If the hash table entry contains another value it is assumed to be the
starting slot number of the related entry in the data table. After the entry
is read first the hashes (hash1
for name based and hash2
for ID based
lookups) are compared with the input hash. If they match the input value (name
or ID) itself is compared with the related data from the entry. If they match
as well the data from the entry is returned to the caller in the expected
format. If one of the comparisons fails the next entry (if any) with the same hash
value is lookup up by reading the slot number stored in next1
or next2
depending if the input hash matches hash1
or hash2
respectively.
If no matching entry was found the request must be forwarded to SSSD’s nss responder.

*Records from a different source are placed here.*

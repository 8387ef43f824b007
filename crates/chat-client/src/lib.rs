//! # chat-client
//!
//! The client handle: a rate-limited REST client, a gateway session and the
//! dispatch queue that feeds registered handlers, built from one
//! [`ClientConfig`](chat_common::ClientConfig).
//!
//! ## Example
//!
//! ```no_run
//! # async fn run() -> Result<(), chat_client::ClientError> {
//! use chat_client::Client;
//! use chat_common::ClientConfig;
//! use chat_gateway::{handler_fn, DispatchEvent, GatewayEventType};
//!
//! let client = Client::builder(ClientConfig::new("token"))
//!     .on(
//!         GatewayEventType::MessageCreate,
//!         handler_fn(|event: DispatchEvent| async move {
//!             println!("message #{:?}", event.sequence);
//!         }),
//!     )?
//!     .build()
//!     .await?;
//! client.connect().await?;
//! # Ok(())
//! # }
//! ```

pub mod client;
pub mod error;

pub use client::{Client, ClientBuilder};
pub use error::{ClientError, ClientResult};
//! Snapshot contract for mutable field values
//!
//! A snapshot is an independent copy: mutating the original afterwards never
//! shows through it. Owned data gets this from `Clone`; types holding shared
//! handles must copy what they point to.

use crate::value_objects::{Intents, Snowflake};
use std::collections::{BTreeMap, HashMap};
use std::hash::Hash;

/// Produce a value that shares no mutable state with `self`
pub trait Snapshot: Sized {
    fn snapshot(&self) -> Self;
}

macro_rules! snapshot_by_clone {
    ($($ty:ty),* $(,)?) => {
        $(
            impl Snapshot for $ty {
                #[inline]
                fn snapshot(&self) -> Self {
                    self.clone()
                }
            }
        )*
    };
}

snapshot_by_clone!(
    bool, char, u8, u16, u32, u64, i8, i16, i32, i64, f32, f64, usize, String,
    Snowflake, Intents, chrono::DateTime<chrono::Utc>, serde_json::Value,
);

impl<T: Snapshot> Snapshot for Option<T> {
    fn snapshot(&self) -> Self {
        self.as_ref().map(Snapshot::snapshot)
    }
}

impl<T: Snapshot> Snapshot for Vec<T> {
    fn snapshot(&self) -> Self {
        self.iter().map(Snapshot::snapshot).collect()
    }
}

impl<K: Clone + Eq + Hash, V: Snapshot> Snapshot for HashMap<K, V> {
    fn snapshot(&self) -> Self {
        self.iter().map(|(k, v)| (k.clone(), v.snapshot())).collect()
    }
}

impl<K: Clone + Ord, V: Snapshot> Snapshot for BTreeMap<K, V> {
    fn snapshot(&self) -> Self {
        self.iter().map(|(k, v)| (k.clone(), v.snapshot())).collect()
    }
}
//! Intent-checked event router
//!
//! Handlers are registered per event name. Registration fails when the
//! session's intents can never deliver the event, so a misconfigured handler
//! is caught once at startup instead of silently never firing.

use super::{DispatchEvent, GatewayEventType};
use async_trait::async_trait;
use chat_core::Intents;
use parking_lot::RwLock;
use std::collections::HashMap;
use std::future::Future;
use std::sync::Arc;
use thiserror::Error;

/// Something that consumes dispatch events
#[async_trait]
pub trait EventHandler: Send + Sync + 'static {
    async fn handle(&self, event: &DispatchEvent);
}

/// Adapter turning an async closure into an [`EventHandler`]
pub struct FnHandler<F>(F);

#[async_trait]
impl<F, Fut> EventHandler for FnHandler<F>
where
    F: Fn(DispatchEvent) -> Fut + Send + Sync + 'static,
    Fut: Future<Output = ()> + Send,
{
    async fn handle(&self, event: &DispatchEvent) {
        (self.0)(event.clone()).await;
    }
}

/// Wrap an async closure as a shareable handler
pub fn handler_fn<F, Fut>(f: F) -> Arc<dyn EventHandler>
where
    F: Fn(DispatchEvent) -> Fut + Send + Sync + 'static,
    Fut: Future<Output = ()> + Send + 'static,
{
    Arc::new(FnHandler(f))
}

/// Registration errors
#[derive(Debug, Clone, PartialEq, Eq, Error)]
pub enum RouterError {
    #[error("{event} requires one of {required:?}, enabled intents are {enabled:?}")]
    IntentDisabled {
        event: GatewayEventType,
        required: Intents,
        enabled: Intents,
    },
}

/// Routes dispatch events to registered handlers by event name
pub struct EventRouter {
    intents: Intents,
    handlers: RwLock<HashMap<String, Vec<Arc<dyn EventHandler>>>>,
    catch_all: RwLock<Vec<Arc<dyn EventHandler>>>,
}

impl EventRouter {
    /// Create a router for a session identified with `intents`
    pub fn new(intents: Intents) -> Self {
        Self {
            intents,
            handlers: RwLock::new(HashMap::new()),
            catch_all: RwLock::new(Vec::new()),
        }
    }

    pub fn intents(&self) -> Intents {
        self.intents
    }

    /// Register a handler for one event type
    pub fn register(
        &self,
        event: GatewayEventType,
        handler: Arc<dyn EventHandler>,
    ) -> Result<(), RouterError> {
        let required = event.required_intents();
        if !self.intents.satisfies(required) {
            return Err(RouterError::IntentDisabled {
                event,
                required,
                enabled: self.intents,
            });
        }

        tracing::debug!(event = %event, "Registered event handler");
        self.handlers
            .write()
            .entry(event.as_str().to_string())
            .or_default()
            .push(handler);
        Ok(())
    }

    /// Register a handler by raw event name
    ///
    /// Known names are checked like [`register`](Self::register); unknown
    /// names are accepted as-is.
    pub fn register_named(
        &self,
        name: &str,
        handler: Arc<dyn EventHandler>,
    ) -> Result<(), RouterError> {
        match GatewayEventType::from_str(name) {
            Some(event) => self.register(event, handler),
            None => {
                tracing::debug!(event = name, "Registered handler for unknown event");
                self.handlers
                    .write()
                    .entry(name.to_string())
                    .or_default()
                    .push(handler);
                Ok(())
            }
        }
    }

    /// Register a handler that receives every event
    pub fn register_all(&self, handler: Arc<dyn EventHandler>) {
        self.catch_all.write().push(handler);
    }

    /// Number of handlers that would receive an event named `name`
    pub fn handler_count(&self, name: &str) -> usize {
        let specific = self.handlers.read().get(name).map_or(0, Vec::len);
        specific + self.catch_all.read().len()
    }

    /// Deliver an event to its handlers, then to the catch-all handlers
    pub async fn route(&self, event: &DispatchEvent) {
        let targets: Vec<Arc<dyn EventHandler>> = {
            let handlers = self.handlers.read();
            let catch_all = self.catch_all.read();
            handlers
                .get(&event.name)
                .into_iter()
                .flatten()
                .chain(catch_all.iter())
                .cloned()
                .collect()
        };

        if targets.is_empty() {
            tracing::trace!(event = %event.name, "No handler for event");
            return;
        }

        for handler in targets {
            handler.handle(event).await;
        }
    }
}

impl Default for EventRouter {
    fn default() -> Self {
        Self::new(Intents::DEFAULT)
    }
}

impl std::fmt::Debug for EventRouter {
    fn fmt(&self, f: &mut std::fmt::Formatter<'_>) -> std::fmt::Result {
        f.debug_struct("EventRouter")
            .field("intents", &self.intents)
            .field("events", &self.handlers.read().len())
            .field("catch_all", &self.catch_all.read().len())
            .finish()
    }
}
//! Gateway session
//!
//! The connection state machine, its handshake and the per-connection
//! heartbeat and receive loops.

mod context;
mod handshake;
mod heartbeat;
mod receiver;
mod session;

pub use handshake::{gateway_url, GATEWAY_VERSION};
pub use session::{DispatchReceiver, GatewaySession};
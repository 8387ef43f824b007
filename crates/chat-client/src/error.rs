//! Client errors

use chat_common::{AppError, ConfigError};
use chat_gateway::{GatewayError, RouterError};
use chat_rest::RestError;
use thiserror::Error;

/// Errors raised while building or driving a [`Client`](crate::Client)
#[derive(Debug, Error)]
pub enum ClientError {
    #[error(transparent)]
    Rest(#[from] RestError),

    #[error(transparent)]
    Gateway(#[from] GatewayError),

    #[error(transparent)]
    Router(#[from] RouterError),
}

/// Result type alias for client operations
pub type ClientResult<T> = Result<T, ClientError>;

impl From<ClientError> for AppError {
    fn from(err: ClientError) -> Self {
        match err {
            ClientError::Rest(e) => e.into(),
            ClientError::Gateway(e) => e.into(),
            // Handler needs an intent the session does not identify with
            ClientError::Router(e) => {
                AppError::Config(ConfigError::InvalidValue("GATEWAY_INTENTS", e.to_string()))
            }
        }
    }
}
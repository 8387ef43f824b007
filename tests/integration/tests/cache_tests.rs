//! Entity tracker tests: push updates from the gateway, edits over REST
//!
//! Run with: cargo test -p integration-tests --test cache_tests

use std::sync::Arc;

use anyhow::Result;
use chat_cache::{ApplyError, EditState, EntityCache, RemoteOutcome, RestChangeSender};
use chat_common::{RestConfig, Supervisor};
use chat_core::{CoreError, InFlight, Snowflake};
use chat_gateway::DispatchEvent;
use chat_rest::RestClient;
use integration_tests::{role_json, role_patch, Role, RoleField, RoleValue, GUILD_ID};
use serde_json::json;
use wiremock::matchers::{body_json, header, method, path};
use wiremock::{Mock, MockServer, ResponseTemplate};

const ROLE_ID: u64 = 42;

fn rest(server: &MockServer) -> Result<RestClient> {
    let config = RestConfig {
        api_base: server.uri(),
        max_retries: 0,
        ..RestConfig::default()
    };
    Ok(RestClient::new(config, "test-token", InFlight::new(), Supervisor::detached())?)
}

fn role_path() -> String {
    format!("/guilds/{GUILD_ID}/roles/{ROLE_ID}")
}

fn role_update(name: &str, color: u32) -> DispatchEvent {
    DispatchEvent::new(
        "GUILD_ROLE_UPDATE",
        Some(2),
        json!({"guild_id": GUILD_ID.to_string(), "role": role_json(ROLE_ID, name, color)}),
    )
}

fn observe(cache: &EntityCache<Role>, event: &DispatchEvent) -> RemoteOutcome {
    let role = Role::from_json(&event.data["role"]).expect("role payload");
    cache.observe(role).1
}

#[tokio::test]
async fn test_apply_sends_latest_values_with_reason() -> Result<()> {
    let server = MockServer::start().await;
    Mock::given(method("PATCH"))
        .and(path(role_path()))
        .and(header("X-Audit-Log-Reason", "rebrand"))
        .and(body_json(json!({"name": "Mods", "color": 255})))
        .respond_with(ResponseTemplate::new(200).set_body_json(role_json(ROLE_ID, "Mods", 255)))
        .expect(1)
        .mount(&server)
        .await;

    let cache = EntityCache::new();
    assert_eq!(observe(&cache, &role_update("Staff", 0)), RemoteOutcome::Created);
    let role = cache.get(Snowflake::new(ROLE_ID)).unwrap();

    role.begin_changes()?;
    role.set_property(RoleValue::Name("Moderators".into()))?;
    role.set_property(RoleValue::Color(255))?;
    role.set_property(RoleValue::Name("Mods".into()))?;

    let sender = RestChangeSender::new(rest(&server)?, role_patch);
    role.apply_changes(&sender, Some("rebrand")).await?;

    assert_eq!(role.state(), EditState::Locked);
    assert_eq!(role.get(RoleField::Name), RoleValue::Name("Mods".into()));
    assert_eq!(role.get(RoleField::Color), RoleValue::Color(255));
    Ok(())
}

#[tokio::test]
async fn test_server_error_rolls_back_every_field() -> Result<()> {
    let server = MockServer::start().await;
    Mock::given(method("PATCH"))
        .and(path(role_path()))
        .respond_with(ResponseTemplate::new(500).set_body_string("internal error"))
        .mount(&server)
        .await;

    let cache = EntityCache::new();
    let role = cache.insert(Role::new(ROLE_ID, "Staff"));
    let before = role.cloned();

    role.begin_changes()?;
    role.set_property(RoleValue::Name("X".into()))?;
    role.set_property(RoleValue::Permissions(vec!["ADMINISTRATOR".into()]))?;
    role.set_property(RoleValue::Hoist(true))?;

    let sender = RestChangeSender::new(rest(&server)?, role_patch);
    let err = role.apply_changes(&sender, None).await.unwrap_err();
    assert_eq!(err.status(), Some(500));
    assert!(matches!(err, ApplyError::Rejected { .. }));

    assert_eq!(role.cloned(), before);
    assert_eq!(role.state(), EditState::Locked);
    assert_eq!(role.pending_changes(), 0);
    Ok(())
}

#[tokio::test]
async fn test_push_updates_discarded_mid_edit() -> Result<()> {
    let server = MockServer::start().await;
    Mock::given(method("PATCH"))
        .and(path(role_path()))
        .respond_with(ResponseTemplate::new(200))
        .mount(&server)
        .await;

    let cache = EntityCache::new();
    observe(&cache, &role_update("Staff", 1));
    let role = cache.get(Snowflake::new(ROLE_ID)).unwrap();

    role.begin_changes()?;
    role.set_property(RoleValue::Color(7))?;
    assert_eq!(observe(&cache, &role_update("Remote", 9)), RemoteOutcome::Discarded);
    assert_eq!(role.get(RoleField::Name), RoleValue::Name("Staff".into()));

    let sender = RestChangeSender::new(rest(&server)?, role_patch);
    role.apply_changes(&sender, None).await?;
    assert_eq!(role.get(RoleField::Color), RoleValue::Color(7));
    assert_eq!(role.discarded_updates(), 1);

    // Locked again, so the next push lands
    assert_eq!(observe(&cache, &role_update("Remote", 9)), RemoteOutcome::Applied);
    assert_eq!(role.get(RoleField::Name), RoleValue::Name("Remote".into()));
    Ok(())
}

#[tokio::test]
async fn test_second_editor_waits_for_first() -> Result<()> {
    let cache = EntityCache::new();
    let role = cache.insert(Role::new(ROLE_ID, "Staff"));

    role.begin_changes()?;
    assert_eq!(role.begin_changes(), Err(CoreError::EditInProgress));

    let waiter = tokio::spawn({
        let role = Arc::clone(&role);
        async move { role.begin_changes_wait().await }
    });
    tokio::task::yield_now().await;
    assert!(!waiter.is_finished());

    role.undo_changes()?;
    waiter.await??;
    assert_eq!(role.state(), EditState::Editable);
    Ok(())
}

#[tokio::test]
async fn test_delete_evicts_and_rejects_edits() -> Result<()> {
    let cache = EntityCache::new();
    let role = cache.insert(Role::new(ROLE_ID, "Staff"));

    cache.delete(Snowflake::new(ROLE_ID)).unwrap();
    assert!(cache.is_empty());
    assert_eq!(role.begin_changes(), Err(CoreError::Deleted));
    assert_eq!(
        role.set_property(RoleValue::Hoist(true)),
        Err(CoreError::Deleted)
    );
    Ok(())
}
//! REST routes and their rate-limit keys

use chat_core::Snowflake;
use reqwest::Method;
use std::fmt;

/// Path segments whose following id is a major parameter
const MAJOR_RESOURCES: &[&str] = &["channels", "guilds", "webhooks"];

/// One REST call target: method plus path relative to the API base
///
/// Two keys are derived from it:
/// - the *bucket key*, shared by every route the server rate limits together
///   before it tells us otherwise (minor ids collapsed, major ids kept)
/// - the *resource key*, unique per concrete resource (used for 404 tracking)
#[derive(Debug, Clone, PartialEq, Eq, Hash)]
pub struct Route {
    method: Method,
    path: String,
    bucket_key: String,
    major: String,
}

impl Route {
    pub fn new(method: Method, path: impl AsRef<str>) -> Self {
        let path = normalize(path.as_ref());
        let (bucket_key, major) = bucket_key(&method, &path);
        Self {
            method,
            path,
            bucket_key,
            major,
        }
    }

    pub fn get(path: impl AsRef<str>) -> Self {
        Self::new(Method::GET, path)
    }

    pub fn post(path: impl AsRef<str>) -> Self {
        Self::new(Method::POST, path)
    }

    pub fn put(path: impl AsRef<str>) -> Self {
        Self::new(Method::PUT, path)
    }

    pub fn patch(path: impl AsRef<str>) -> Self {
        Self::new(Method::PATCH, path)
    }

    pub fn delete(path: impl AsRef<str>) -> Self {
        Self::new(Method::DELETE, path)
    }

    #[inline]
    pub fn method(&self) -> &Method {
        &self.method
    }

    /// Path with a leading `/`, query included
    #[inline]
    pub fn path(&self) -> &str {
        &self.path
    }

    /// Key shared by routes limited together before discovery
    #[inline]
    pub fn bucket_key(&self) -> &str {
        &self.bucket_key
    }

    /// Major parameters, `:`-joined; combined with a server bucket hash
    #[inline]
    pub fn major_parameters(&self) -> &str {
        &self.major
    }

    /// Key of the concrete resource this route addresses
    pub fn resource_key(&self) -> String {
        format!("{} {}", self.method, self.path)
    }
}

impl fmt::Display for Route {
    fn fmt(&self, f: &mut fmt::Formatter<'_>) -> fmt::Result {
        write!(f, "{} {}", self.method, self.path)
    }
}

fn normalize(path: &str) -> String {
    let trimmed = path.trim();
    if trimmed.starts_with('/') {
        trimmed.to_string()
    } else {
        format!("/{trimmed}")
    }
}

/// Collapse minor ids to `{id}` while keeping major ones
fn bucket_key(method: &Method, path: &str) -> (String, String) {
    let without_query = path.split('?').next().unwrap_or(path);
    let segments: Vec<&str> = without_query.split('/').filter(|s| !s.is_empty()).collect();

    let mut key = Vec::with_capacity(segments.len());
    let mut major = Vec::new();

    for (i, segment) in segments.iter().enumerate() {
        let previous = i.checked_sub(1).map(|p| segments[p]);

        if previous == Some("reactions") {
            // Everything below a message's reactions shares one bucket
            key.push("{reaction}");
            break;
        }

        if Snowflake::is_snowflake_segment(segment) {
            if previous.is_some_and(|p| MAJOR_RESOURCES.contains(&p)) {
                key.push(segment);
                major.push(*segment);
            } else {
                key.push("{id}");
            }
        } else if i >= 2 && segments[i - 2] == "webhooks" {
            // Webhook token; kept out of keys
            key.push("{token}");
        } else {
            key.push(segment);
        }
    }

    (format!("{method} /{}", key.join("/")), major.join(":"))
}
//! Decoded dispatch events

use super::GatewayEventType;
use crate::protocol::{GatewayMessage, OpCode};
use serde::de::DeserializeOwned;
use serde_json::Value;

/// A dispatch (op 0) as handed to the dispatch queue
#[derive(Debug, Clone, PartialEq)]
pub struct DispatchEvent {
    /// Event name from `t`
    pub name: String,

    /// Sequence number from `s`
    pub sequence: Option<u64>,

    /// Raw event data from `d`
    pub data: Value,
}

impl DispatchEvent {
    pub fn new(name: impl Into<String>, sequence: Option<u64>, data: Value) -> Self {
        Self {
            name: name.into(),
            sequence,
            data,
        }
    }

    /// Extract the dispatch carried by a gateway message
    pub fn from_message(message: GatewayMessage) -> Option<Self> {
        if message.op != OpCode::Dispatch {
            return None;
        }
        Some(Self {
            name: message.t?,
            sequence: message.s,
            data: message.d.unwrap_or(Value::Null),
        })
    }

    /// Known event type, if the name is one
    pub fn event_type(&self) -> Option<GatewayEventType> {
        GatewayEventType::from_str(&self.name)
    }

    /// Deserialize the event data into a domain type
    pub fn deserialize<T: DeserializeOwned>(&self) -> Result<T, serde_json::Error> {
        T::deserialize(&self.data)
    }
}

How does the NSS Responder store an Entry?¶
First the NSS responder calculates the hash in the same way as the client and
checks if the entry already exists if needed by following the chain of the
next
elements. If the entry already exists in the memory cache and
occupies the same number of slots as needed for the new data the old entry is
just overwritten with the new data.
When filling the memory cache the NSS responder keeps track of the next slot which follows the last inserted entry. As long as not all slots are used and the number of remaining slots is larger than the number of needed slots for the new entry the next free slot and the following free ones are used to store the entry and the next slot is remembered again.
If the cache is already full, the free table is used to search to the needed number of consecutive free slots. If none where found the entry the remembered next slot is pointing to is invalidate and if needed the following entries as well to make room for the new entry.
This means that this simple scheme becomes inefficient if the cache is full and more and more new entries has to be added to the cache. In the worst case the full cache is searched for empty slots every time before the new entry is added by overwritten an existing entry. Additionally the lifetime of the cached entries is not taken into account when overwriting existing entries.
After the new slots where found the entry is written to the memory mapped
cached protected by memory barriers. And finally the starting slot number is
either written to the hash table or to the corresponding next
element at
the end of the chain of entries with the same hash value.